## [Entries taken from a collection]
+===+
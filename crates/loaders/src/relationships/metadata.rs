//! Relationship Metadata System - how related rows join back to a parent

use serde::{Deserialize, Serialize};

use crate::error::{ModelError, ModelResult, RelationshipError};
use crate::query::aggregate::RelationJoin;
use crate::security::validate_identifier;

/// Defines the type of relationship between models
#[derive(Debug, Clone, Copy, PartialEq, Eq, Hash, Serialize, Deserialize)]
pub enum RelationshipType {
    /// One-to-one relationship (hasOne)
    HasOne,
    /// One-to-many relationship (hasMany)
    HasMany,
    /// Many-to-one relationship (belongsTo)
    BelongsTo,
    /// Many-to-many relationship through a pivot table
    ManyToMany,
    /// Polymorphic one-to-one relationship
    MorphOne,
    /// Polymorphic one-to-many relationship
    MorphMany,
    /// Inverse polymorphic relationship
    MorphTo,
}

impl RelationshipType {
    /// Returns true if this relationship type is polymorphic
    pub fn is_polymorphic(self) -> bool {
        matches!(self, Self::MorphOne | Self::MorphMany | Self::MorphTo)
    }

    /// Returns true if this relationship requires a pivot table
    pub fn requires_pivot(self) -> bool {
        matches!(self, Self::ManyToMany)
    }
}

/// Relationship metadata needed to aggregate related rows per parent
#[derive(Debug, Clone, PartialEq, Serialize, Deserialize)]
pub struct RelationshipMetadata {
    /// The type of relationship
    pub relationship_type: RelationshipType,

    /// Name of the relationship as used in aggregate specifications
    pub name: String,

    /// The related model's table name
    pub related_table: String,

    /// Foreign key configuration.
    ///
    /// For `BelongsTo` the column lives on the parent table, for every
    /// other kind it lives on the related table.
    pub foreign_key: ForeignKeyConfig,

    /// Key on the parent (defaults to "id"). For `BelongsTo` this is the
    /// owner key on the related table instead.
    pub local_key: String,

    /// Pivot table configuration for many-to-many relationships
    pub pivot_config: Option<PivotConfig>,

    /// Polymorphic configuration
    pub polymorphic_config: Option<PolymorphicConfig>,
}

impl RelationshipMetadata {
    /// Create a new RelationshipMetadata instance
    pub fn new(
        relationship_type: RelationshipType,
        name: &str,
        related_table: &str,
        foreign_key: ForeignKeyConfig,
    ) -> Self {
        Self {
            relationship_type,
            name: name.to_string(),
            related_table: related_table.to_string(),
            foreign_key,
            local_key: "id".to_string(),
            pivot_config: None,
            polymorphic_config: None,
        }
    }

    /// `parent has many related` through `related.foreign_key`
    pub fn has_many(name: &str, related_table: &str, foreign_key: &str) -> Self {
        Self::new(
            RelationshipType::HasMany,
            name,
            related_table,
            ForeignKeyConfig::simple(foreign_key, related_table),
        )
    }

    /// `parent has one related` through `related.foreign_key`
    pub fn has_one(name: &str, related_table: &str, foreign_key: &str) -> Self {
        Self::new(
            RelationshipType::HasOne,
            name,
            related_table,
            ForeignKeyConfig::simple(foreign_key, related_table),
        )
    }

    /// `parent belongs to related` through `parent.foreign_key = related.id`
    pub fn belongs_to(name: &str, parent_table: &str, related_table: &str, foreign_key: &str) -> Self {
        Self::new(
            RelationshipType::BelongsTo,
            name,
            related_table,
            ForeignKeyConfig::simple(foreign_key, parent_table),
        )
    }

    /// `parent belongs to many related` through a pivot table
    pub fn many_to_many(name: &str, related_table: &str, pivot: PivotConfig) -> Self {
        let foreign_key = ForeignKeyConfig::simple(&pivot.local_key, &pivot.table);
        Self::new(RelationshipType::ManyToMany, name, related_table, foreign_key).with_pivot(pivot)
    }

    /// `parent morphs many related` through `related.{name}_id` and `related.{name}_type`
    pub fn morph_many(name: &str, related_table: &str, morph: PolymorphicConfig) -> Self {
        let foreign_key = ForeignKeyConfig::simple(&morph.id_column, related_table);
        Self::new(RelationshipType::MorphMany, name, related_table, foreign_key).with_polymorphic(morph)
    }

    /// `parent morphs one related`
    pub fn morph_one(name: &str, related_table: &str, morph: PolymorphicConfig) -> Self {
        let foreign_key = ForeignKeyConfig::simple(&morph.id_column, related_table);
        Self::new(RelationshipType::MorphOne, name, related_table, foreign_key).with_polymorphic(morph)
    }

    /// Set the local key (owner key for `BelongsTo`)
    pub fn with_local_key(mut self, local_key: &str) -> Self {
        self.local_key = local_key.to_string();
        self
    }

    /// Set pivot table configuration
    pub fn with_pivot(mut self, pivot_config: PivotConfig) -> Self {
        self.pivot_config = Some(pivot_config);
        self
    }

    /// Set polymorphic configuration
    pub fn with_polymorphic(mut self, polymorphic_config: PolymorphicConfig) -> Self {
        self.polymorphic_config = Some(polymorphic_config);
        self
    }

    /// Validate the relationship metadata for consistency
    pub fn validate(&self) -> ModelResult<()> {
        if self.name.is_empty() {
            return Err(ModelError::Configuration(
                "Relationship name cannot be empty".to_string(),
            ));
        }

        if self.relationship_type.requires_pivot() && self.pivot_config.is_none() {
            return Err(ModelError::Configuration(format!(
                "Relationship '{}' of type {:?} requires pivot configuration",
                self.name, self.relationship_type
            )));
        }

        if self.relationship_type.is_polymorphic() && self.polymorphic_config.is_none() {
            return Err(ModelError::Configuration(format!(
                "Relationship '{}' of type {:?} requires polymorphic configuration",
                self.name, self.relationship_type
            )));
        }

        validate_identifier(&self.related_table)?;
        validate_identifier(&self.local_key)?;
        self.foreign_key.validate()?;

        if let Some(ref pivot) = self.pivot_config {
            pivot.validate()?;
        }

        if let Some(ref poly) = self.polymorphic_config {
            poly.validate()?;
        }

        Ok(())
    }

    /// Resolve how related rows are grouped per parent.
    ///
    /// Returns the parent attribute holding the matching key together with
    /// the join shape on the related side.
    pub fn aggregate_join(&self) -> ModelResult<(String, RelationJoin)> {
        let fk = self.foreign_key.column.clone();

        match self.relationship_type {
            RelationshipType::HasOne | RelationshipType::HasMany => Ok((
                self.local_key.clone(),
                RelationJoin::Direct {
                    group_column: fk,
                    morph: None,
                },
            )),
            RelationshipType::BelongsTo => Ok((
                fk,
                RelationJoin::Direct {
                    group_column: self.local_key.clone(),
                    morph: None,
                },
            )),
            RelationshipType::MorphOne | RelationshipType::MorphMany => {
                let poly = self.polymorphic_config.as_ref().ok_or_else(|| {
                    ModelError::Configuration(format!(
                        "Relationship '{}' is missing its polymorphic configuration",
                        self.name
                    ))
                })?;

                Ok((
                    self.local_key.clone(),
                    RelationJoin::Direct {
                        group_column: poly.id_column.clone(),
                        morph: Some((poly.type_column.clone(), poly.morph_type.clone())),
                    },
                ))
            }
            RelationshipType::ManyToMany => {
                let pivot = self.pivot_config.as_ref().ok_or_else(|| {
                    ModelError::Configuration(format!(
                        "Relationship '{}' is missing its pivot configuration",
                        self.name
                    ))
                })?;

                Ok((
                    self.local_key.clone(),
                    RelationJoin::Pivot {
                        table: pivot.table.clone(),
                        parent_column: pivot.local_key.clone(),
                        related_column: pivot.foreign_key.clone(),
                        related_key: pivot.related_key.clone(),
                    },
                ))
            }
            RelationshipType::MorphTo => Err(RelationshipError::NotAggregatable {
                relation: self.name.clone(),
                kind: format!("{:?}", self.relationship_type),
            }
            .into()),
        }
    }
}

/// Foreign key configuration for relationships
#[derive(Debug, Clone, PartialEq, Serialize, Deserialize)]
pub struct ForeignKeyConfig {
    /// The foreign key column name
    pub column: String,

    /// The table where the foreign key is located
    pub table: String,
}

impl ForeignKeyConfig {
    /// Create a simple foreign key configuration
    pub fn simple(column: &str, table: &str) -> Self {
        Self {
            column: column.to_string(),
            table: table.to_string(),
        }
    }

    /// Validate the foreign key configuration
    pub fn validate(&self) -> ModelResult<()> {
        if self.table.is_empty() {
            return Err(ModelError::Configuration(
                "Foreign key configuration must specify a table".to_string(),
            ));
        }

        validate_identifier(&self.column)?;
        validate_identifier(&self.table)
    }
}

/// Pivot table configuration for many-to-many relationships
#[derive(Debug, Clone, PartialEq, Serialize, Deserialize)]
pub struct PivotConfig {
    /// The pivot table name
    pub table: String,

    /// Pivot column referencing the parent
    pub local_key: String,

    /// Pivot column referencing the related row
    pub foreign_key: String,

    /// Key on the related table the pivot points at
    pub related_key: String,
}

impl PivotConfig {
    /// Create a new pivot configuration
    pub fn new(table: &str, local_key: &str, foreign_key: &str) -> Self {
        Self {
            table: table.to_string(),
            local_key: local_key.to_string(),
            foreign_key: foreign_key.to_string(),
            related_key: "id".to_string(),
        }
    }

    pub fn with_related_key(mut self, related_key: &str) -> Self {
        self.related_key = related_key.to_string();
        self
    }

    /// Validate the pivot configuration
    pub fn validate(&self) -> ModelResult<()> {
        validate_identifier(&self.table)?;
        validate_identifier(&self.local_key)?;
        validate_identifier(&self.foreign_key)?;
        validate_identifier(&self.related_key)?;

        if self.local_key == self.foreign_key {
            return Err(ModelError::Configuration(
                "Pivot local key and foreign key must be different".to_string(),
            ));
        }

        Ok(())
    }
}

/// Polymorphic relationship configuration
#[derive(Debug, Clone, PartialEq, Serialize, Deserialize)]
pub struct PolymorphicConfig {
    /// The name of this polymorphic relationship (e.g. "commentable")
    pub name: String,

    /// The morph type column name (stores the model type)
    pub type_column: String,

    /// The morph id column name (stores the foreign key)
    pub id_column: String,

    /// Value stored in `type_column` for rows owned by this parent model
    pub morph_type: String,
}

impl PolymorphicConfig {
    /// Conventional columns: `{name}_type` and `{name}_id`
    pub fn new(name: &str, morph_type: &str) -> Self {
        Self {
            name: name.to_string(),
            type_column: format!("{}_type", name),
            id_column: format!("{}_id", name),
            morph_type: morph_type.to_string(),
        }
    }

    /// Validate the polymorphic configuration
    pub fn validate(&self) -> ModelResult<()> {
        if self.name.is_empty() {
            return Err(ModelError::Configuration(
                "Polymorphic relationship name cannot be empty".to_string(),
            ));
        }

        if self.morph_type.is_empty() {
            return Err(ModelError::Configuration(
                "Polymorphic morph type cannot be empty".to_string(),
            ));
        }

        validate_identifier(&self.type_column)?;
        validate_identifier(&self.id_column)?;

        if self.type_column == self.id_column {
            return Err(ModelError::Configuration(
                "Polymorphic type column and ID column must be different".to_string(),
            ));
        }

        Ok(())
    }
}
+===+
## [Problem statement]
Return only the lines above that run from the opening line through the line containing "use crate::security::validate_identifier;", exactly as written.

## [Expected answer]
filename crates/loaders/src/relationships/metadata.rs
//! Relationship Metadata System - how related rows join back to a parent

use serde::{Deserialize, Serialize};

use crate::error::{ModelError, ModelResult, RelationshipError};
use crate::query::aggregate::RelationJoin;
use crate::security::validate_identifier;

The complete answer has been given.